While servers do not ship in 4.3U form factors, Ganthier said the number is convenient because that is about one-tenth of a full rack, which measures 42U.

NEXT: Multi-vendor Ecosystem

In addition to the new HP Moonshot servers, HP also unveiled the Pathfinder Innovation Ecosystem, which is currently a group of 24 vendors that are developing new hardware and software for the Moonshot architecture.

Partners in the Pathfinder Innovation Ecosystem include multiple processor vendors such as AMD, Applied Micro, Calxeda, Cavium, TI, Intel, SRC Computers and Marvell.

Also joining the consortium are operating system vendors Canonical, Linaro, Red Hat and SuSE, as well as such ISVs such as Autonomy, Citrix, Couchbase, Cloudera, CyWee, Datastax, Hortonworks, MapR, NuoDB, Parallels and Vertica.

In the near term, HP Moonshot is slated to be available with server cartridges based on the Intel Atom Avoton, the next version of the 64-bit Atom processor that is expected to be the first Atom built using Intel's 22-nanometer process, as well as new ARM processors from Calxeda.

Raejeanne Skillern, director of marketing for cloud computing at Intel, wrote in a Monday blog post that servers based on the Atom Avoton processors are expected to ship in the second half of 2013, and that Moonshot servers based on the Avoton will feature four times the density of those based on the Atom Centerton processors.

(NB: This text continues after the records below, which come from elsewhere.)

//! # cycle-engine
//!
//! Deterministic temporal computation for billing pipelines.
//!
//! The engine infers date formats from literal length, converts literals to
//! and from epoch-millisecond instants, performs calendar-field arithmetic,
//! and does pure integer month math over `yyyymm` billing cycles. The
//! current-time source is a process-wide handler resolved once from
//! configuration, defaulting to the system clock.
//!
//! Mutable formatting and calendar state is thread-confined: each thread
//! owns its own compiled-formatter cache and calendar cursor, so no
//! operation needs a lock and no call can observe another thread's state.
//!
//! ## Modules
//!
//! - [`registry`] — literal length → canonical pattern table
//! - [`clock`] — pluggable current-time source and "now" helpers
//! - [`convert`] — literal ↔ instant parsing and formatting
//! - [`calendar`] — field extraction, field addition, unit comparison
//! - [`cycle`] — `yyyymm` billing-cycle arithmetic
//! - [`instant`] — the opaque epoch-millisecond point in time
//! - [`timer`] — monotonic stopwatch
//! - [`error`] — error types

pub mod calendar;
pub mod clock;
pub mod convert;
pub mod cycle;
pub mod error;
pub mod instant;
pub mod registry;
pub mod timer;

pub use calendar::{
    add, at_time, compare, compare_dates, date_add, date_add_day, date_add_hour,
    date_add_minute, date_add_month, date_add_second, date_add_year, date_of_month,
    days_between, first_date_of_month, get, get_day_of_month, get_hour, get_minute, get_month,
    get_second, get_year, last_date_of_month, CompareUnit, DateField,
};
pub use clock::{
    current_cycle, current_time_millis, current_yyyymmdd, current_yyyymmddhhmmss, initialize,
    initialize_with, now, sys_date, sys_formatted, sys_time, BoxedClock, ClockConfig,
    ClockFactory, ClockSource, LocalClock, LOCAL_HANDLER,
};
pub use convert::{format, parse, parse_with, reformat};
pub use cycle::{diff_months, gen_cycle, is_leap_year, last_day};
pub use error::TemporalError;
pub use instant::Instant;
pub use registry::FormatPattern;
pub use timer::Stopwatch;
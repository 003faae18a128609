//! Error types for cycle-engine operations.

use thiserror::Error;

#[derive(Error, Debug)]
pub enum TemporalError {
    /// The literal's length has no unique entry in the format registry.
    #[error("Ambiguous literal length: no registered pattern for length {0}")]
    AmbiguousLength(usize),

    /// The literal does not match the chosen or inferred pattern.
    #[error("Malformed literal '{text}' for pattern {pattern}")]
    MalformedLiteral { text: String, pattern: String },

    /// A blank literal was supplied where a concrete date was required.
    #[error("Blank literal where a date was required")]
    BlankLiteral,

    /// A configured clock handler failed to construct. Fatal at start-up.
    #[error("Clock handler '{handler}' failed to construct: {reason}")]
    ClockConstruction { handler: String, reason: String },

    /// A `yyyymm` cycle whose month component is outside 1-12.
    #[error("Invalid billing cycle: {0}")]
    InvalidCycle(i32),

    /// The computed instant or wall-clock time is not representable.
    #[error("Out of range: {0}")]
    OutOfRange(String),
}

pub type Result<T> = std::result::Result<T, TemporalError>;
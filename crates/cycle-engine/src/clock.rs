//! The process-wide current-time source.
//!
//! A single clock handler is resolved from configuration at start-up and
//! published once; every thread thereafter reads it lock-free. The built-in
//! handler serves the system clock; external time bases (a billing-center
//! reference clock, a frozen replay clock) plug in as [`ClockSource`]
//! implementations registered by name.
//!
//! Resolution is deliberately forgiving in exactly one case: a handler name
//! with no registered factory logs a warning and falls back to the local
//! handler. A factory that fails to construct is a fatal start-up error.

use std::sync::OnceLock;

use chrono::Utc;
use serde::{Deserialize, Serialize};
use tracing::warn;

use crate::calendar;
use crate::convert;
use crate::error::{Result, TemporalError};
use crate::instant::Instant;
use crate::registry::FormatPattern;

/// A strategy providing "current time in epoch milliseconds".
///
/// `is_local` asks the handler for the machine clock even when it normally
/// serves an external time base; the built-in handler ignores it. Handlers
/// hold no mutable state and must be callable from any thread.
pub trait ClockSource: Send + Sync {
    fn current_time_millis(&self, is_local: bool) -> i64;
}

/// The built-in system-clock handler.
#[derive(Debug, Default)]
pub struct LocalClock;

impl ClockSource for LocalClock {
    fn current_time_millis(&self, _is_local: bool) -> i64 {
        Utc::now().timestamp_millis()
    }
}

pub type BoxedClock = Box<dyn ClockSource>;

/// Constructor for an externally supplied clock handler. A construction
/// failure aborts initialization.
pub type ClockFactory = fn() -> std::result::Result<BoxedClock, String>;

/// Handler name of the built-in [`LocalClock`].
pub const LOCAL_HANDLER: &str = "local";

/// Configuration surface of the clock source.
#[derive(Debug, Clone, Default, Serialize, Deserialize)]
pub struct ClockConfig {
    /// Name of the clock handler: [`LOCAL_HANDLER`] (the default when absent)
    /// or an identifier registered through [`initialize_with`].
    #[serde(default)]
    pub handler: Option<String>,
}

static CLOCK: OnceLock<BoxedClock> = OnceLock::new();

struct Resolution {
    handler: BoxedClock,
    fell_back: bool,
}

fn resolve(config: &ClockConfig, factories: &[(&str, ClockFactory)]) -> Result<Resolution> {
    let name = config.handler.as_deref().unwrap_or(LOCAL_HANDLER);
    if name.is_empty() || name == LOCAL_HANDLER {
        return Ok(Resolution {
            handler: Box::new(LocalClock),
            fell_back: false,
        });
    }
    match factories.iter().find(|(n, _)| *n == name) {
        Some((_, factory)) => match factory() {
            Ok(handler) => Ok(Resolution {
                handler,
                fell_back: false,
            }),
            Err(reason) => Err(TemporalError::ClockConstruction {
                handler: name.to_string(),
                reason,
            }),
        },
        None => {
            warn!(handler = name, "clock handler not registered, using the local handler");
            Ok(Resolution {
                handler: Box::new(LocalClock),
                fell_back: true,
            })
        }
    }
}

/// Resolve and install the process-wide clock handler using only the
/// built-in handlers.
pub fn initialize(config: &ClockConfig) -> Result<()> {
    initialize_with(config, &[])
}

/// Resolve and install the process-wide clock handler, consulting the given
/// `(name, factory)` registrations for non-built-in handler names.
///
/// An unregistered name is recovered by falling back to [`LocalClock`] with a
/// warning; a factory that returns an error is fatal. The first successful
/// initialization wins; later calls still validate their input but do not
/// replace the installed handler.
pub fn initialize_with(config: &ClockConfig, factories: &[(&str, ClockFactory)]) -> Result<()> {
    let resolution = resolve(config, factories)?;
    let _ = CLOCK.set(resolution.handler);
    Ok(())
}

fn handler() -> &'static dyn ClockSource {
    CLOCK.get_or_init(|| Box::new(LocalClock)).as_ref()
}

/// Current time in epoch milliseconds, from the installed handler.
pub fn current_time_millis(is_local: bool) -> i64 {
    handler().current_time_millis(is_local)
}

/// The current instant, from the installed handler's time base.
pub fn now() -> Instant {
    Instant::from_millis(current_time_millis(false))
}

/// Today as `yyyy-MM-dd`.
pub fn sys_date() -> Result<String> {
    sys_formatted(FormatPattern::Date)
}

/// The current datetime as `yyyy-MM-dd HH:mm:ss`.
pub fn sys_time() -> Result<String> {
    sys_formatted(FormatPattern::DateTime)
}

/// The current datetime in an arbitrary registered pattern.
pub fn sys_formatted(pattern: FormatPattern) -> Result<String> {
    convert::format(now(), pattern)
}

/// The current billing cycle as `yyyymm`.
pub fn current_cycle() -> Result<i32> {
    let now = now();
    Ok(calendar::get_year(now)? * 100 + calendar::get_month(now)?)
}

/// Today as a `yyyymmdd` integer.
pub fn current_yyyymmdd() -> Result<i32> {
    let now = now();
    Ok(calendar::get_year(now)? * 10_000
        + calendar::get_month(now)? * 100
        + calendar::get_day_of_month(now)?)
}

/// The current datetime as a compact `yyyyMMddHHmmss` integer.
pub fn current_yyyymmddhhmmss() -> Result<i64> {
    let now = now();
    Ok(i64::from(calendar::get_year(now)?) * 10_000_000_000
        + i64::from(calendar::get_month(now)?) * 100_000_000
        + i64::from(calendar::get_day_of_month(now)?) * 1_000_000
        + i64::from(calendar::get_hour(now)?) * 10_000
        + i64::from(calendar::get_minute(now)?) * 100
        + i64::from(calendar::get_second(now)?))
}
use std::{collections::HashMap, fmt};

use futures::{Stream, StreamExt};
use log::{debug, error, info};
use thiserror::Error;
use tonic::{codegen::InterceptedService, transport::Channel, Status, Streaming};
use yellowstone_grpc_proto::{
    geyser::{geyser_client::GeyserClient, SubscribeRequestFilterTransactions},
    prelude::{
        subscribe_update::UpdateOneof, CommitmentLevel, SubscribeRequest, SubscribeUpdate,
        SubscribeUpdateTransaction,
    },
};

use crate::{
    token_authenticator::{create_grpc_channel, GeyserConnectionError, XTokenInterceptor},
    GeyserMonitorError,
};

pub type AuthenticatedGeyserClient = GeyserClient<InterceptedService<Channel, XTokenInterceptor>>;

/// Target address plus the flag differences between the wallet-monitor and
/// pool-monitor deployments.
#[derive(Debug, Clone)]
pub struct TransactionFilter {
    pub address: String,
    pub exclude_failed: bool,
    pub exclude_vote: bool,
}

#[derive(Debug, Error, PartialEq, Eq)]
pub enum DecodeError {
    #[error("update is missing transaction info")]
    MissingTransactionInfo,
    #[error("transaction info is missing the transaction body")]
    MissingTransaction,
    #[error("transaction has an empty signatures list")]
    EmptySignatures,
}

#[derive(Debug, Clone, PartialEq, Eq)]
pub struct TransactionSummary {
    pub slot: u64,
    pub signature: String,
    pub first_signature: String,
}

impl fmt::Display for TransactionSummary {
    fn fmt(&self, f: &mut fmt::Formatter<'_>) -> fmt::Result {
        write!(
            f,
            "slot={} signature={} first_signature={}",
            self.slot, self.signature, self.first_signature
        )
    }
}

/// Outcome of classifying a single inbound update.
#[derive(Debug, PartialEq, Eq)]
pub enum UpdateKind {
    Ping,
    Transaction(Result<TransactionSummary, DecodeError>),
    Other,
}

#[derive(Debug, Default, PartialEq, Eq)]
pub struct StreamStats {
    pub transactions: u64,
    pub decode_failures: u64,
    pub pings: u64,
    pub others: u64,
}

impl fmt::Display for StreamStats {
    fn fmt(&self, f: &mut fmt::Formatter<'_>) -> fmt::Result {
        write!(
            f,
            "{} transactions, {} decode failures, {} pings, {} other updates",
            self.transactions, self.decode_failures, self.pings, self.others
        )
    }
}

fn decode_transaction(update: SubscribeUpdateTransaction) -> Result<TransactionSummary, DecodeError> {
    let info = update
        .transaction
        .ok_or(DecodeError::MissingTransactionInfo)?;
    let signature = bs58::encode(&info.signature).into_string();
    let transaction = info.transaction.ok_or(DecodeError::MissingTransaction)?;
    let first = transaction
        .signatures
        .first()
        .ok_or(DecodeError::EmptySignatures)?;
    Ok(TransactionSummary {
        slot: update.slot,
        signature,
        first_signature: bs58::encode(first).into_string(),
    })
}

/// Classifies one update. Decode failures are captured per message so a
/// malformed update never tears down the stream.
pub fn handle_update(update: SubscribeUpdate) -> UpdateKind {
    match update.update_oneof {
        Some(UpdateOneof::Ping(_)) => UpdateKind::Ping,
        Some(UpdateOneof::Transaction(txn)) => UpdateKind::Transaction(decode_transaction(txn)),
        Some(_) | None => UpdateKind::Other,
    }
}

/// Drains the subscription stream in arrival order, one message at a time.
/// Returns on natural stream end; a stream-level status error is propagated.
pub async fn process_stream<S>(
    mut updates: S,
    stats: &mut StreamStats,
) -> Result<(), GeyserMonitorError>
where
    S: Stream<Item = Result<SubscribeUpdate, Status>> + Unpin,
{
    while let Some(update) = updates.next().await {
        match handle_update(update?) {
            UpdateKind::Ping => {
                stats.pings += 1;
                info!("ignoring keep-alive ping");
            }
            UpdateKind::Transaction(Ok(summary)) => {
                stats.transactions += 1;
                println!("{summary}");
            }
            UpdateKind::Transaction(Err(err)) => {
                stats.decode_failures += 1;
                println!("error: {err}");
            }
            UpdateKind::Other => {
                stats.others += 1;
                debug!("ignoring non-transaction update");
            }
        }
    }
    Ok(())
}

pub struct GeyserMonitor {
    endpoint: String,
    interceptor: XTokenInterceptor,
    filter: TransactionFilter,
}

impl GeyserMonitor {
    /// Strips any scheme prefix off the endpoint and validates credentials.
    pub fn new(
        endpoint: &str,
        token: &str,
        filter: TransactionFilter,
    ) -> Result<Self, GeyserConnectionError> {
        let endpoint = endpoint
            .trim_start_matches("http://")
            .trim_start_matches("https://")
            .to_string();
        if endpoint.is_empty() {
            return Err(GeyserConnectionError::EmptyEndpoint);
        }
        let interceptor = XTokenInterceptor::new(token)?;
        Ok(Self {
            endpoint,
            interceptor,
            filter,
        })
    }

    pub fn endpoint(&self) -> &str {
        &self.endpoint
    }

    pub async fn connect(&self) -> Result<AuthenticatedGeyserClient, GeyserMonitorError> {
        let channel = create_grpc_channel(&self.endpoint).await?;
        Ok(GeyserClient::with_interceptor(
            channel,
            self.interceptor.clone(),
        ))
    }

    /// One request, one filter named "all" over the target address. The
    /// request stream is one-shot: after this the client only reads.
    pub fn build_subscribe_request(&self) -> SubscribeRequest {
        let mut transactions = HashMap::new();
        transactions.insert(
            "all".to_owned(),
            SubscribeRequestFilterTransactions {
                failed: self.filter.exclude_failed.then_some(false),
                vote: self.filter.exclude_vote.then_some(false),
                account_include: vec![self.filter.address.clone()],
                ..Default::default()
            },
        );
        SubscribeRequest {
            transactions,
            commitment: Some(CommitmentLevel::Confirmed as i32),
            ..Default::default()
        }
    }

    pub async fn subscribe(
        &self,
        client: &mut AuthenticatedGeyserClient,
    ) -> Result<Streaming<SubscribeUpdate>, GeyserMonitorError> {
        let requests = futures::stream::iter(vec![self.build_subscribe_request()]);
        let response = client.subscribe(tonic::Request::new(requests)).await?;
        Ok(response.into_inner())
    }

    /// Runs one monitoring session to completion: connect, subscribe, drain.
    /// The channel is released on every exit path; a stream error terminates
    /// the session after cleanup, with no reconnect.
    pub async fn run(&self) -> Result<(), GeyserMonitorError> {
        let mut client = self.connect().await?;
        info!("connected to {}", self.endpoint);
        let stream = self.subscribe(&mut client).await?;
        info!("subscribed, watching {}", self.filter.address);

        let mut stats = StreamStats::default();
        let result = tokio::select! {
            res = process_stream(stream, &mut stats) => res,
            _ = tokio::signal::ctrl_c() => {
                info!("interrupt received, shutting down");
                Ok(())
            }
        };
        if let Err(err) = &result {
            error!("stream terminated: {err}");
        }
        drop(client);
        info!("channel closed, session saw {stats}");
        result
    }
}
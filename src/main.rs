use clap::Parser;
use env_logger::TimestampPrecision;
use thiserror::Error;
use tokio::runtime::Runtime;
use tonic::Status;

use crate::{
    monitor::{GeyserMonitor, TransactionFilter},
    token_authenticator::GeyserConnectionError,
};

mod monitor;
mod token_authenticator;

#[derive(Parser, Debug)]
#[clap(author, version, about, long_about = None)]
struct Args {
    /// Yellowstone gRPC endpoint. Any `http://`/`https://` prefix is stripped.
    #[arg(long, env)]
    endpoint: String,

    /// Access token, attached to every call as `x-token` metadata.
    #[arg(long, env)]
    x_token: String,

    /// Wallet or liquidity-pool program address to watch.
    #[arg(long, env)]
    account: String,

    /// Drop failed transactions from the stream.
    #[arg(long, env)]
    exclude_failed: bool,

    /// Drop vote transactions from the stream.
    #[arg(long, env)]
    exclude_vote: bool,
}

#[derive(Debug, Error)]
pub enum GeyserMonitorError {
    #[error("GrpcError {0}")]
    GrpcError(#[from] Status),
    #[error("ConnectionError {0}")]
    ConnectionError(#[from] GeyserConnectionError),
    #[error("IoError {0}")]
    IoError(#[from] std::io::Error),
}

fn main() -> Result<(), GeyserMonitorError> {
    env_logger::builder()
        .format_timestamp(Some(TimestampPrecision::Micros))
        .init();
    let args = Args::parse();

    let filter = TransactionFilter {
        address: args.account,
        exclude_failed: args.exclude_failed,
        exclude_vote: args.exclude_vote,
    };
    let monitor = GeyserMonitor::new(&args.endpoint, &args.x_token, filter)?;

    let runtime = Runtime::new()?;
    runtime.block_on(monitor.run())
}
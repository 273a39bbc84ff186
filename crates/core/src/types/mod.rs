//! Shared type definitions and newtypes

use serde::{Deserialize, Serialize};
use std::fmt;

/// Opaque principal identity of a counterparty
///
/// The empty string is the null identity and never names a registered
/// counterparty.
#[derive(Debug, Clone, PartialEq, Eq, Hash, PartialOrd, Ord, Serialize, Deserialize)]
pub struct PartyId(pub String);

impl PartyId {
    /// The null identity (no registered counterparty)
    pub fn null() -> Self {
        PartyId(String::new())
    }

    pub fn is_null(&self) -> bool {
        self.0.is_empty()
    }

    pub fn as_str(&self) -> &str {
        &self.0
    }
}

impl fmt::Display for PartyId {
    fn fmt(&self, f: &mut fmt::Formatter<'_>) -> fmt::Result {
        f.write_str(&self.0)
    }
}

impl From<&str> for PartyId {
    fn from(s: &str) -> Self {
        PartyId(s.to_string())
    }
}
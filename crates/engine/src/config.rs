//! Engine configuration

use riskdesk_core::{Error, Result};
use serde::{Deserialize, Serialize};

/// Default collateralization requirement for SHORT positions, in percent
pub const DEFAULT_COVERAGE_RATIO_PCT: i64 = 120;

/// Shared engine configuration
///
/// Mutable only through the admin-level reconfiguration operation on the
/// engine; the coverage ratio must stay strictly above 100%.
#[derive(Debug, Clone, PartialEq, Eq, Serialize, Deserialize)]
pub struct EngineConfig {
    /// Integer percentage applied when computing collateral required for a
    /// SHORT position
    pub coverage_ratio_pct: i64,
}

impl EngineConfig {
    pub fn new(coverage_ratio_pct: i64) -> Result<Self> {
        Self::validate_coverage_ratio(coverage_ratio_pct)?;
        Ok(Self { coverage_ratio_pct })
    }

    pub fn validate_coverage_ratio(pct: i64) -> Result<()> {
        if pct <= 100 {
            return Err(Error::Validation(format!(
                "coverage ratio must exceed 100 percent, got {}",
                pct
            )));
        }
        Ok(())
    }
}

impl Default for EngineConfig {
    fn default() -> Self {
        Self {
            coverage_ratio_pct: DEFAULT_COVERAGE_RATIO_PCT,
        }
    }
}
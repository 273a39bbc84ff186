//! Position history persistence

use riskdesk_core::{Error, Position, Result};
use serde::{Deserialize, Serialize};
use sqlx::SqlitePool;

/// Position record stored in database
#[derive(Debug, Clone, Serialize, Deserialize, sqlx::FromRow)]
pub struct PositionRow {
    pub id: i64,
    pub party_id: String,
    pub amount: i64,
    pub direction: String,
    pub collateral_required: i64,
    pub booked_at: Option<String>,
}

/// Append one booked position for a counterparty
pub async fn insert_position(pool: &SqlitePool, party_id: &str, position: &Position) -> Result<i64> {
    let result = sqlx::query(
        r#"
        INSERT INTO positions (party_id, amount, direction, collateral_required, booked_at)
        VALUES (?, ?, ?, ?, ?)
        "#,
    )
    .bind(party_id)
    .bind(position.amount)
    .bind(position.direction.as_str())
    .bind(position.collateral_required)
    .bind(position.timestamp.to_rfc3339())
    .execute(pool)
    .await
    .map_err(|e| Error::Database(e.to_string()))?;

    Ok(result.last_insert_rowid())
}

/// Position history for a counterparty in booking order
pub async fn get_positions(pool: &SqlitePool, party_id: &str) -> Result<Vec<PositionRow>> {
    let rows = sqlx::query_as::<_, PositionRow>(
        r#"
        SELECT id, party_id, amount, direction, collateral_required, booked_at
        FROM positions
        WHERE party_id = ?
        ORDER BY id
        "#,
    )
    .bind(party_id)
    .fetch_all(pool)
    .await
    .map_err(|e| Error::Database(e.to_string()))?;

    Ok(rows)
}
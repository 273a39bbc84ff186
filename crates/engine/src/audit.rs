//! In-memory audit stream
//!
//! Totally ordered, append-only. Every append is also emitted as a tracing
//! line so operators see the same stream in the logs that external
//! observers consume from the records.

use riskdesk_core::{AuditEvent, AuditRecord};
use tracing::{info, warn};

#[derive(Debug, Default)]
pub struct AuditLog {
    records: Vec<AuditRecord>,
    next_seq: u64,
}

impl AuditLog {
    pub fn new() -> Self {
        Self {
            records: Vec::new(),
            next_seq: 1,
        }
    }

    /// Append an event, assigning the next sequence number
    pub fn append(&mut self, event: AuditEvent) {
        if event.is_alert() {
            warn!(event = event.name(), "audit: {:?}", event);
        } else {
            info!(event = event.name(), "audit: {:?}", event);
        }
        self.records.push(AuditRecord {
            seq: self.next_seq,
            timestamp: chrono::Utc::now(),
            event,
        });
        self.next_seq += 1;
    }

    pub fn records(&self) -> &[AuditRecord] {
        &self.records
    }

    /// Records strictly after the given sequence number (a drain cursor for
    /// persistence sinks)
    pub fn since(&self, seq: u64) -> &[AuditRecord] {
        let start = self.records.partition_point(|r| r.seq <= seq);
        &self.records[start..]
    }

    pub fn len(&self) -> usize {
        self.records.len()
    }

    pub fn is_empty(&self) -> bool {
        self.records.is_empty()
    }
}
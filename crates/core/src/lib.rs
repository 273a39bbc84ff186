//! Riskdesk Core - Shared data models, types, and errors

pub mod errors;
pub mod models;
pub mod types;

pub use errors::{Error, Result};
pub use models::*;
pub use types::*;
//! Position models

use serde::{Deserialize, Serialize};

/// Position direction
///
/// LONG increases a counterparty's net exposure, SHORT decreases it.
/// Closed enum: any other direction tag is rejected at the boundary.
#[derive(Debug, Clone, Copy, PartialEq, Eq, Serialize, Deserialize)]
#[serde(rename_all = "UPPERCASE")]
pub enum Direction {
    Long,
    Short,
}

impl Direction {
    pub fn as_str(&self) -> &'static str {
        match self {
            Direction::Long => "LONG",
            Direction::Short => "SHORT",
        }
    }
}

impl std::str::FromStr for Direction {
    type Err = crate::Error;

    fn from_str(s: &str) -> crate::Result<Self> {
        match s.to_ascii_uppercase().as_str() {
            "LONG" => Ok(Direction::Long),
            "SHORT" => Ok(Direction::Short),
            other => Err(crate::Error::Validation(format!(
                "unknown position direction: {}",
                other
            ))),
        }
    }
}

/// A single booked position, immutable once appended to a counterparty's
/// history
#[derive(Debug, Clone, Serialize, Deserialize)]
pub struct Position {
    pub amount: i64,
    pub direction: Direction,
    /// Collateral locked when the position was booked (zero for LONG)
    pub collateral_required: i64,
    pub timestamp: chrono::DateTime<chrono::Utc>,
}
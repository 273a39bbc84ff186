//! Database connection and initialization

use riskdesk_core::{Error, Result};
use sqlx::sqlite::{SqliteConnectOptions, SqlitePoolOptions};
use sqlx::SqlitePool;
use std::path::Path;
use std::str::FromStr;

/// Database wrapper for SQLite operations
pub struct Database {
    pool: SqlitePool,
}

impl Database {
    /// Connect to database at the given path, creating if necessary
    pub async fn connect(path: &Path) -> Result<Self> {
        // Ensure parent directory exists
        if let Some(parent) = path.parent() {
            tokio::fs::create_dir_all(parent)
                .await
                .map_err(|e| Error::Database(e.to_string()))?;
        }

        let path_str = path.to_string_lossy();
        let options = SqliteConnectOptions::from_str(&format!("sqlite:{}", path_str))
            .map_err(|e| Error::Database(e.to_string()))?
            .create_if_missing(true);

        let pool = SqlitePoolOptions::new()
            .max_connections(5)
            .connect_with(options)
            .await
            .map_err(|e| Error::Database(e.to_string()))?;

        let db = Self { pool };
        db.run_migrations().await?;
        Ok(db)
    }

    /// Connect to in-memory database (for testing)
    pub async fn connect_in_memory() -> Result<Self> {
        let pool = SqlitePoolOptions::new()
            .max_connections(1)
            .connect("sqlite::memory:")
            .await
            .map_err(|e| Error::Database(e.to_string()))?;

        let db = Self { pool };
        db.run_migrations().await?;
        Ok(db)
    }

    /// Run database migrations
    async fn run_migrations(&self) -> Result<()> {
        sqlx::query(
            r#"
            CREATE TABLE IF NOT EXISTS counterparties (
                id TEXT PRIMARY KEY,
                credit_score INTEGER NOT NULL,
                exposure_limit INTEGER NOT NULL,
                current_exposure INTEGER NOT NULL DEFAULT 0,
                collateral INTEGER NOT NULL DEFAULT 0,
                guarantee INTEGER NOT NULL DEFAULT 0,
                penalties INTEGER NOT NULL DEFAULT 0,
                active INTEGER NOT NULL DEFAULT 1,
                registered_at TIMESTAMP DEFAULT CURRENT_TIMESTAMP
            );

            CREATE TABLE IF NOT EXISTS positions (
                id INTEGER PRIMARY KEY AUTOINCREMENT,
                party_id TEXT NOT NULL,
                amount INTEGER NOT NULL,
                direction TEXT NOT NULL,
                collateral_required INTEGER NOT NULL,
                booked_at TIMESTAMP DEFAULT CURRENT_TIMESTAMP,
                FOREIGN KEY (party_id) REFERENCES counterparties(id)
            );

            CREATE TABLE IF NOT EXISTS ledger (
                id INTEGER PRIMARY KEY AUTOINCREMENT,
                sender_id TEXT NOT NULL,
                receiver_id TEXT NOT NULL,
                value INTEGER NOT NULL,
                recorded_at TIMESTAMP DEFAULT CURRENT_TIMESTAMP
            );

            CREATE TABLE IF NOT EXISTS audit_log (
                seq INTEGER PRIMARY KEY,
                event TEXT NOT NULL,
                details TEXT NOT NULL DEFAULT '{}',
                created_at TIMESTAMP DEFAULT CURRENT_TIMESTAMP
            );
            "#,
        )
        .execute(&self.pool)
        .await
        .map_err(|e| Error::Database(e.to_string()))?;

        Ok(())
    }

    /// Get a reference to the connection pool
    pub fn pool(&self) -> &SqlitePool {
        &self.pool
    }
}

"2013 is and will be a great year for Intel and HP Moonshot. We have not only enabled the first Moonshot system to lift-off but with Avoton we will also bring HP Moonshot’s customers a revolution in energy efficiency and performance per watt to drive major TCO improvements when processing lightweight web scale workloads," Skillern wrote.

HP's Ganthier confirmed that Atom Avoton processor-based Moonshot servers are expected to ship before year-end.

Karl Freund, vice president of marketing at Calxeda, said in an emailed statement that while HP announced the availability of a single-node Intel Centerton Atom cartridge for Moonshot, a version of Moonshot featuring Calxeda servers should be available within the next quarter or two.

"The fully functional quad-node Moonshot server cartridges working at 1.4 GHz in Calxeda labs now, have 4X the density of Intel Centerton with higher performance per node. Calxeda will be able to support HP's launch schedule to ensure their customers have access to production-quality Calxeda-based Moonshot servers later this year, with up to 180 quad-core EnergyCores in the 4U Moonshot server chassis at 1.4 GHz," Freund wrote.

Unlike Calxeda EnergyCore, Intel's new Centerton chipset has not been available for testing, Freund wrote. We look forward to seeing how well we do against it when it begins shipping. ... As HP has often reiterated, Moonshot is designed to be processor agnostic," he wrote.

Ganthier said that HP has already started training its solution providers in the new HP Moonshot servers, and that the company next months will add channel partner programs around the new servers.

"Moonshot is an extremely important piece of HP's channel strategy," he said.